Daniel Volman and William Minter

23 April 2009


(Page 2 of 3)

The new strategic framework for Africa emphasises, above all, the threat of global terrorism and the risk posed by weak states, 'empty spaces', and countries with large Muslim populations as vulnerable territories where terrorists may find safe haven and political support. This framework is fundamentally flawed. No one denies that al-Qaeda has found adherents and allied groups in Africa, as evidenced most dramatically by the bombings of the US embassies in Nairobi and Dar es Salaam in 1998. But Islamist ideology has had only a limited impact among most African Muslims, and even in countries with extremist Islamist governments or insurgent groups (such as Algeria, Sudan and Somalia), the focus has been on local issues rather than global conflict. Counter-insurgency analysts such as Robert Berschinski and David Kilcullen have warned that 'aggregating' disparate local insurgencies into an all-encompassing vision of global terrorism in fact facilitates al-Qaeda's efforts to woo such groups. Heavy-handed military action such as air strikes that kill civilians and collaboration with counter-insurgency efforts by incumbent regimes, far from diminishing the threat of terrorism, helps it grow.

While AFRICOM may be new, there's already a track record for such policies in programmes now incorporated into AFRICOM. That record shows little evidence that these policies contribute to US or African security. To the contrary, there are substantial indications that they are in fact counterproductive, both increasing insecurity in Africa and energising potential threats to US interests.

EXAMINING THE RECORD: SOMALIA

The most prominent example of active US military involvement in Africa has been the Combined Joint Task Force-Horn of Africa (CJTF-HOA). Speaking not for attribution at a conference in early 2008, a senior AFRICOM official cited this taskforce, which has taken the lead in US engagement with Somalia, as a model for AFRICOM's operations elsewhere on the continent. In October 2002, CENTCOM played the leading role in the creation of this joint taskforce, designed to conduct naval and aerial patrols in the Red Sea, the Gulf of Aden, and the eastern Indian Ocean, in order to counter the activities of terrorist groups in the region. The command authority for CJTF-HOA was transferred to AFRICOM as of 1 October 2008.

Based since 2002 at Camp Lemonier in Djibouti, the CJTF-HOA is comprised of approximately 1,400 US military personnel - primarily sailors, marines, and special forces troops. Under a new five-year agreement signed in 2007, the base has expanded to some 500 acres. In addition, the CJTF-HOA has established three permanent contingency operating locations that have been used to mount attacks on Somalia, one at the Kenyan naval base at Manda Bay and two others at Hurso and Bilate in Ethiopia. A US Navy Special Warfare Task Unit was recently deployed to Manda Bay, where it is providing training to Kenyan troops in anti-terrorism operations and coastal patrol missions.

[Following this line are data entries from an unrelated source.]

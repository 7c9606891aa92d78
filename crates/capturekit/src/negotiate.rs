// SPDX-License-Identifier: Apache-2.0
// Copyright 2025 Au-Zone Technologies

//! Preview resolution negotiation.
//!
//! [`choose`] picks one size out of the list a device reports:
//!
//! 1. candidates are sorted by descending width, then descending height
//! 2. candidates larger than `max` or smaller than `min` on either axis are
//!    removed (bounds are inclusive)
//! 3. an empty result falls back to the first size the device reported,
//!    before sorting
//! 4. an exact size request present among the survivors wins outright
//! 5. otherwise the survivor whose `height / width` is closest to the target
//!    ratio wins, earliest in sort order on ties
//!
//! # Example
//!
//! ```
//! use capturekit::geometry::Size;
//! use capturekit::negotiate::{choose, DeviceConstraints};
//!
//! let supported = [
//!     Size::new(3840, 2160),
//!     Size::new(1920, 1080),
//!     Size::new(1280, 720),
//!     Size::new(320, 240),
//! ];
//! let constraints = DeviceConstraints {
//!     viewport: Some(Size::new(1080, 1920)),
//!     max: Some(Size::new(1920, 1080)),
//!     min: Some(Size::new(640, 480)),
//!     ..Default::default()
//! };
//! let negotiation = choose(&supported, &constraints, Size::new(1920, 1080));
//! assert_eq!(negotiation.size, Size::new(1920, 1080));
//! assert!(!negotiation.fallback);
//! ```

use std::cmp::Ordering;

use crate::geometry::Size;

/// Size assumed when a device reports no sizes at all
pub const DEFAULT_PREVIEW_SIZE: Size = Size::new(1920, 1080);

/// Constraints applied to the device size list.
///
/// Immutable once handed to the preview builder.
#[derive(Debug, Clone, Copy, Default, PartialEq, Eq)]
pub struct DeviceConstraints {
    /// Viewport the preview is shown in; its aspect ratio drives scoring
    pub viewport: Option<Size>,
    /// Size to use when the device supports it
    pub exact: Option<Size>,
    /// Largest acceptable size (inclusive, per axis)
    pub max: Option<Size>,
    /// Smallest acceptable size (inclusive, per axis)
    pub min: Option<Size>,
}

impl DeviceConstraints {
    /// Aspect ratio of the viewport normalised into (0, 1], if a usable
    /// viewport was given.
    pub fn viewport_aspect(&self) -> Option<f32> {
        self.viewport
            .filter(|v| !v.is_empty())
            .map(|v| normalize_ratio(v.width as f32 / v.height as f32))
    }

    fn rejects(&self, size: &Size) -> bool {
        if let Some(max) = self.max {
            if size.width > max.width || size.height > max.height {
                return true;
            }
        }
        if let Some(min) = self.min {
            if size.width < min.width || size.height < min.height {
                return true;
            }
        }
        false
    }
}

/// Result of [`choose`]
#[derive(Debug, Clone, Copy, PartialEq)]
pub struct Negotiation {
    /// The selected size
    pub size: Size,
    /// True when no candidate survived the constraints and `size` is the
    /// device default
    pub fallback: bool,
    /// Ratio the survivors were scored against; `None` for an exact match
    /// or a fallback
    pub target_ratio: Option<f32>,
}

/// Sort order used for candidates: descending width, then descending height.
pub fn sorted_candidates(supported: &[Size]) -> Vec<Size> {
    let mut sizes = supported.to_vec();
    sizes.sort_by(|a, b| match b.width.cmp(&a.width) {
        Ordering::Equal => b.height.cmp(&a.height),
        other => other,
    });
    sizes
}

/// Sorted candidates that satisfy the min/max bounds.
pub fn filter_candidates(supported: &[Size], constraints: &DeviceConstraints) -> Vec<Size> {
    let mut sizes = sorted_candidates(supported);
    log::debug!("candidate sizes: {}", join_sizes(&sizes));

    sizes.retain(|size| {
        let rejected = constraints.rejects(size);
        if rejected {
            log::debug!("remove {}", size);
        }
        !rejected
    });
    sizes
}

/// Choose the preview size for a device.
///
/// `default_hint` is only used when the device reported no sizes at all.
/// Never fails; check [`Negotiation::fallback`] to learn whether the
/// constraints could be honoured.
pub fn choose(
    supported: &[Size],
    constraints: &DeviceConstraints,
    default_hint: Size,
) -> Negotiation {
    let default_size = supported.first().copied().unwrap_or(default_hint);
    let sizes = filter_candidates(supported, constraints);

    if sizes.is_empty() {
        log::warn!(
            "can not find a suitable preview size, using default {}",
            default_size
        );
        return Negotiation {
            size: default_size,
            fallback: true,
            target_ratio: None,
        };
    }

    if let Some(exact) = constraints.exact {
        if sizes.contains(&exact) {
            log::debug!("exact preview size {} is supported", exact);
            return Negotiation {
                size: exact,
                fallback: false,
                target_ratio: None,
            };
        }
    }

    let mut best = sizes[0];
    let ratio = constraints
        .viewport_aspect()
        .unwrap_or_else(|| normalize_ratio(best.width as f32 / best.height as f32));
    log::debug!("target ratio = {}", ratio);

    for size in &sizes[1..] {
        if deviation(size, ratio) < deviation(&best, ratio) {
            best = *size;
        }
    }

    log::debug!("negotiated preview size {}", best);
    Negotiation {
        size: best,
        fallback: false,
        target_ratio: Some(ratio),
    }
}

fn normalize_ratio(ratio: f32) -> f32 {
    if ratio > 1.0 {
        1.0 / ratio
    } else {
        ratio
    }
}

fn deviation(size: &Size, ratio: f32) -> f32 {
    (size.height as f32 / size.width as f32 - ratio).abs()
}

fn join_sizes(sizes: &[Size]) -> String {
    sizes
        .iter()
        .map(Size::to_string)
        .collect::<Vec<_>>()
        .join(", ")
}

The CJTF-HOA provided intelligence to Ethiopia in support of its invasion of Somalia in December 2006. It also used military facilities in Djibouti, Ethiopia and Kenya to launch air raids and missile strikes in January and June of 2007 and May of 2008 against alleged al-Qaeda members involved in the Union of Islamic Courts in Somalia. At least dozens of Somali civilians were killed in this series of air attacks alone, and hundreds wounded. These were only a fraction of the toll of the fighting during the invasion, in which hundreds of civilians were killed and over 300,000 people displaced by mid-2007. By the end of 2008, over 3.2 million people (43 per cent of Somalia's population), including 1.3 million internally displaced by conflict, were estimated to be in need of food assistance. The US air strikes made US backing for the invasion highly visible.

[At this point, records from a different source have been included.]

impl Lifecycle {
    pub(crate) fn new(shared: Arc<Shared>, sink: EventSink) -> Self {
        Lifecycle {
            shared,
            sink,
            state: SessionState::Idle,
            device_id: None,
            facing: Facing::Back,
            sensor_orientation: 0,
            chosen: None,
            device: None,
            session: None,
            reader: None,
            request: None,
            pipeline: None,
        }
    }

    fn run(mut self, rx: mpsc::Receiver<Message>) {
        while let Ok(message) = rx.recv() {
            if !self.handle(message) {
                break;
            }
        }
        self.teardown();
    }

    /// Process one message. Returns false once the loop should exit.
    pub(crate) fn handle(&mut self, message: Message) -> bool {
        match message {
            Message::Open { device_id } => self.open(device_id.as_deref()),
            Message::ViewportChanged(viewport) => self.apply_transform(viewport),
            Message::Device(event) => self.device_event(event),
            Message::Close { ack } => {
                self.close();
                let _ = ack.send(());
            }
            Message::Shutdown => return false,
        }
        true
    }

    #[cfg(test)]
    pub(crate) fn state(&self) -> SessionState {
        self.state
    }

    fn device_event(&mut self, event: DeviceEvent) {
        match event {
            DeviceEvent::Opened(device) => self.opened(device),
            DeviceEvent::Disconnected => self.device_lost(None),
            DeviceEvent::Error(code) => self.device_lost(Some(Error::device(
                Some(code),
                "camera device reported an error",
            ))),
            DeviceEvent::SessionConfigured(session) => self.session_configured(session),
            DeviceEvent::SessionConfigureFailed => self.session_configure_failed(),
            DeviceEvent::FrameReady(frame) => self.frame_ready(frame),
        }
    }

    fn open(&mut self, requested: Option<&str>) {
        if self.state != SessionState::Idle {
            log::warn!("ignoring open request while {}", self.state);
            self.shared.gate.release();
            return;
        }

        self.shared.update_status(|status| status.ended = false);
        self.transition(SessionState::Opening);

        let (device_id, characteristics) = match self.select_device(requested) {
            Some(selected) => selected,
            None => {
                self.abort_open(Error::NoUsableDevice {
                    requested: requested.map(str::to_owned),
                });
                return;
            }
        };

        let negotiation = negotiate::choose(
            &characteristics.output_sizes,
            &self.shared.config.constraints,
            negotiate::DEFAULT_PREVIEW_SIZE,
        );
        if negotiation.fallback {
            let warning = Error::CapabilityMismatch {
                device_id: device_id.clone(),
                fallback: negotiation.size,
            };
            self.shared.notify(|listener| listener.on_device_warning(&warning));
        }
        let chosen = negotiation.size;

        let reader = match self.shared.provider.create_image_reader(
            chosen,
            PixelFormat::Yuv420,
            MAX_IMAGES,
            self.sink.clone(),
        ) {
            Ok(reader) => reader,
            Err(err) => {
                self.abort_open(err);
                return;
            }
        };

        log::info!(
            "opening camera {} ({} facing, sensor {}°) at {}",
            device_id,
            characteristics.facing,
            characteristics.sensor_orientation,
            chosen
        );
        self.facing = characteristics.facing;
        self.sensor_orientation = characteristics.sensor_orientation;
        self.chosen = Some(chosen);
        self.reader = Some(reader);
        self.pipeline = Some(FramePipeline::new(chosen, self.shared.consumer.clone()));
        self.device_id = Some(device_id.clone());
        self.shared.update_status(|status| {
            status.device_id = Some(device_id.clone());
            status.size = Some(chosen);
        });

        if let Err(err) = self.shared.provider.open(&device_id, self.sink.clone()) {
            self.abort_open(err);
        }
    }

    /// The requested device if it is usable, otherwise the first usable one
    fn select_device(&self, requested: Option<&str>) -> Option<(String, DeviceCharacteristics)> {
        let provider = &self.shared.provider;

        if let Some(id) = requested {
            match provider.characteristics(id) {
                Ok(characteristics) if !characteristics.output_sizes.is_empty() => {
                    return Some((id.to_string(), characteristics));
                }
                Ok(_) => log::warn!("camera {} reports no preview sizes", id),
                Err(err) => log::warn!("camera {} is not available: {}", id, err),
            }
        }

        let ids = match provider.device_ids() {
            Ok(ids) => ids,
            Err(err) => {
                log::error!("can not enumerate cameras: {}", err);
                return None;
            }
        };

        ids.into_iter()
            .filter(|id| Some(id.as_str()) != requested)
            .find_map(|id| match provider.characteristics(&id) {
                Ok(characteristics) if !characteristics.output_sizes.is_empty() => {
                    Some((id, characteristics))
                }
                Ok(_) => {
                    log::debug!("skip camera {}: no preview sizes", id);
                    None
                }
                Err(err) => {
                    log::debug!("skip camera {}: {}", id, err);
                    None
                }
            })
    }

    fn abort_open(&mut self, error: Error) {
        log::error!("can not open camera: {}", error);
        self.shared.gate.release();
        self.release_resources();
        self.end_session();
        self.shared.notify(|listener| listener.on_device_error(&error));
    }

    fn opened(&mut self, mut device: Box<dyn CameraDevice>) {
        let chosen = match (self.state, self.chosen) {
            (SessionState::Opening, Some(chosen)) => chosen,
            _ => {
                log::warn!("camera {} opened while {}, closing it", device.id(), self.state);
                device.close();
                return;
            }
        };

        self.shared.gate.release();
        log::info!("camera {} opened", device.id());
        self.transition(SessionState::Previewing);

        let surface = &self.shared.surface;
        surface.set_buffer_size(chosen);
        let mut targets = vec![surface.render_target()];
        if let Some(reader) = &self.reader {
            targets.push(reader.target());
        }

        let created = device.create_session(&targets, self.sink.clone());
        self.device = Some(device);
        if let Err(err) = created {
            self.fail(err);
            return;
        }
        self.request = Some(CaptureRequest::preview(targets));

        self.apply_transform(self.viewport());

        let opened = OpenedDevice {
            device_id: self.device_id.clone().unwrap_or_default(),
            size: chosen,
            display_orientation: sensor_to_display_degrees(
                self.sensor_orientation,
                self.shared.config.rotation,
                self.facing,
            ),
            mirrored: self.shared.config.mirror,
        };
        self.shared.notify(|listener| listener.on_device_opened(&opened));
    }

    /// Disconnect (`None`) or device error
    fn device_lost(&mut self, error: Option<Error>) {
        match self.state {
            SessionState::Opening => self.shared.gate.release(),
            SessionState::Previewing => {}
            _ => {
                log::debug!("ignoring device loss while {}", self.state);
                return;
            }
        }

        match &error {
            Some(err) => log::error!("camera {:?}: {}", self.device_id, err),
            None => log::warn!("camera {:?} disconnected", self.device_id),
        }
        self.release_resources();
        self.end_session();

        match error {
            Some(err) => self.shared.notify(|listener| listener.on_device_error(&err)),
            None => self.shared.notify(|listener| listener.on_device_closed()),
        }
    }

    /// Tear the session down after a failure while previewing
    fn fail(&mut self, error: Error) {
        log::error!("capture session failed: {}", error);
        self.release_resources();
        self.end_session();
        self.shared.notify(|listener| listener.on_device_error(&error));
    }

    fn session_configured(&mut self, mut session: Box<dyn CaptureSession>) {
        if self.state != SessionState::Previewing || self.device.is_none() {
            log::debug!("session configured while {}, closing it", self.state);
            session.close();
            return;
        }

        let submitted = match &self.request {
            Some(request) => session.set_repeating_request(request),
            None => Ok(()),
        };
        self.session = Some(session);

        match submitted {
            Ok(()) => log::debug!("repeating preview request started"),
            Err(err) => {
                log::error!("can not start preview: {}", err);
                self.shared.notify(|listener| listener.on_device_error(&err));
            }
        }
    }

    fn session_configure_failed(&mut self) {
        if self.state != SessionState::Previewing {
            log::debug!("ignoring session configure failure while {}", self.state);
            return;
        }
        let err = Error::device(None, "capture session configuration failed");
        log::error!("{}", err);
        self.shared.notify(|listener| listener.on_device_error(&err));
    }

    fn frame_ready(&mut self, frame: Box<dyn HardwareFrame>) {
        match (&self.state, self.pipeline.as_mut()) {
            (SessionState::Previewing, Some(pipeline)) => {
                pipeline.deliver(frame);
            }
            _ => log::trace!("discarding frame while {}", self.state),
        }
    }

    fn close(&mut self) {
        if self.state == SessionState::Idle {
            log::debug!("close requested while idle");
            return;
        }

        self.transition(SessionState::Closing);
        self.release_resources();
        self.transition(SessionState::Idle);
        log::info!("camera {:?} closed", self.device_id);
        self.shared.notify(|listener| listener.on_device_closed());
    }

    fn teardown(&mut self) {
        if self.state == SessionState::Idle {
            return;
        }
        log::debug!("worker exiting while {}, releasing camera", self.state);
        if self.state == SessionState::Opening {
            self.shared.gate.release();
        }
        self.release_resources();
        self.transition(SessionState::Idle);
    }

    /// Close session, device and image reader, in that order, and discard
    /// the per-session state
    fn release_resources(&mut self) {
        if let Some(mut session) = self.session.take() {
            session.close();
        }
        if let Some(mut device) = self.device.take() {
            device.close();
        }
        if let Some(mut reader) = self.reader.take() {
            reader.close();
        }
        self.request = None;
        if let Some(pipeline) = self.pipeline.take() {
            let counters = pipeline.counters();
            log::info!(
                "frames delivered = {}, dropped = {}, ignored = {}",
                counters.delivered,
                counters.dropped,
                counters.ignored
            );
        }
        self.chosen = None;
    }

    fn viewport(&self) -> Size {
        let viewport = self.shared.surface.viewport();
        if viewport.is_empty() {
            self.shared.config.constraints.viewport.unwrap_or(viewport)
        } else {
            viewport
        }
    }

    fn apply_transform(&self, viewport: Size) {
        if let Some(chosen) = self.chosen {
            let matrix = compute_transform(chosen, viewport, self.shared.config.rotation);
            self.shared.surface.set_transform(&matrix);
        }
    }

    fn end_session(&mut self) {
        self.transition(SessionState::Idle);
        self.shared.update_status(|status| status.ended = true);
    }

    fn transition(&mut self, state: SessionState) {
        if self.state != state {
            log::debug!("session {} -> {}", self.state, state);
            self.state = state;
            self.shared.update_status(|status| status.state = state);
        }
    }
}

These military actions, moreover, represented only part of a broader counterproductive strategy shaped by narrow counter-terrorism considerations. In 2005 and 2006, the CIA funnelled resources to selected Somali warlords to oppose Islamist militia. The United States collaborated with Ethiopia in its invasion of Somalia in late 2006, overthrowing the Islamic Courts Union that had brought several months of unprecedented stability to the capital Mogadishu and its surroundings. The invasion was a conventional military success. But far from reducing the threat from extremist groups, it isolated moderates, provoked internal displacement that became one of the world's worst humanitarian crises, inflamed anti-US sentiment, and even provoked the targeting of both local and international humanitarian operations.

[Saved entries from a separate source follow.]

// SPDX-License-Identifier: Apache-2.0
// Copyright 2025 Au-Zone Technologies

mod devices;
mod error;
mod metrics;
mod negotiate;
mod preview;
mod transform;
mod utils;

use clap::{Parser, Subcommand};
use error::result_to_exit_code;
use std::process::ExitCode;

/// CaptureKit CLI - Camera preview negotiation, transform, and metrics tool
#[derive(Parser)]
#[command(name = "capturekit")]
#[command(version)]
#[command(about = "CaptureKit CLI - Camera preview negotiation, transform, and metrics tool")]
#[command(long_about = None)]
#[command(propagate_version = true)]
struct Cli {
    /// Enable verbose logging (use RUST_LOG=debug for more)
    #[arg(short, long, global = true)]
    verbose: bool,

    /// Suppress non-error output
    #[arg(short, long, global = true)]
    quiet: bool,

    /// Output results in JSON format
    #[arg(long, global = true)]
    json: bool,

    #[command(subcommand)]
    command: Commands,
}

#[derive(Subcommand)]
enum Commands {
    /// List the synthetic camera devices and their capabilities
    Devices(devices::Args),

    /// Choose a preview size from a list of supported sizes
    Negotiate(negotiate::Args),

    /// Compute the display transform for a preview size and viewport
    Transform(transform::Args),

    /// Run a preview session on the synthetic camera and measure delivery
    Preview(preview::Args),
}

fn main() -> ExitCode {
    let cli = Cli::parse();

    // Initialize logging based on verbosity
    init_logging(cli.verbose, cli.quiet);

    // Execute the subcommand and convert result to exit code
    let result = match cli.command {
        Commands::Devices(args) => devices::execute(args, cli.json),
        Commands::Negotiate(args) => negotiate::execute(args, cli.json),
        Commands::Transform(args) => transform::execute(args, cli.json),
        Commands::Preview(args) => preview::execute(args, cli.json),
    };

    result_to_exit_code(result)
}

/// Initialize env_logger based on verbosity flags
fn init_logging(verbose: bool, quiet: bool) {
    // Determine log level from flags or RUST_LOG environment variable
    let env = env_logger::Env::default();

    let env = if quiet {
        env.default_filter_or("error")
    } else if verbose {
        env.default_filter_or("debug")
    } else {
        env.default_filter_or("info")
    };

    env_logger::Builder::from_env(env)
        .format_timestamp(None)
        .format_target(false)
        .init();

    log::debug!("Logging initialized");
}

In short, Somalia provided a textbook case of the negative results of 'aggregating' local threats into an undifferentiated concept of global terrorism. It has left the new Obama administration with what Ken Menkhaus, a leading academic expert on Somalia, called 'a policy nightmare'.

EXAMINING THE RECORD: THE SAHEL

Less in the news, but also disturbing because of the wide range of countries involved in both North and West Africa, is the US military involvement in the Sahara and Sahel region, now under AFRICOM. Operation Enduring Freedom Trans-Sahara (OEF-TS) provides military support to the Trans-Sahara Counter Terrorism Partnership (TSCTP) programme, which comprises the United States and 11 African countries: Algeria, Burkina Faso, Libya, Morocco, Tunisia, Chad, Mali, Mauritania, Niger, Nigeria, and Senegal. Its goals are defined on the AFRICOM website as 'to assist traditionally moderate Muslim governments and populations in the Trans-Sahara region to combat the spread of extremist ideology and terrorism in the region.' It builds on the former Pan Sahel Initiative, which was operational from 2002 to 2004, and draws on resources from the Department of State and USAID as well as the Department of Defense.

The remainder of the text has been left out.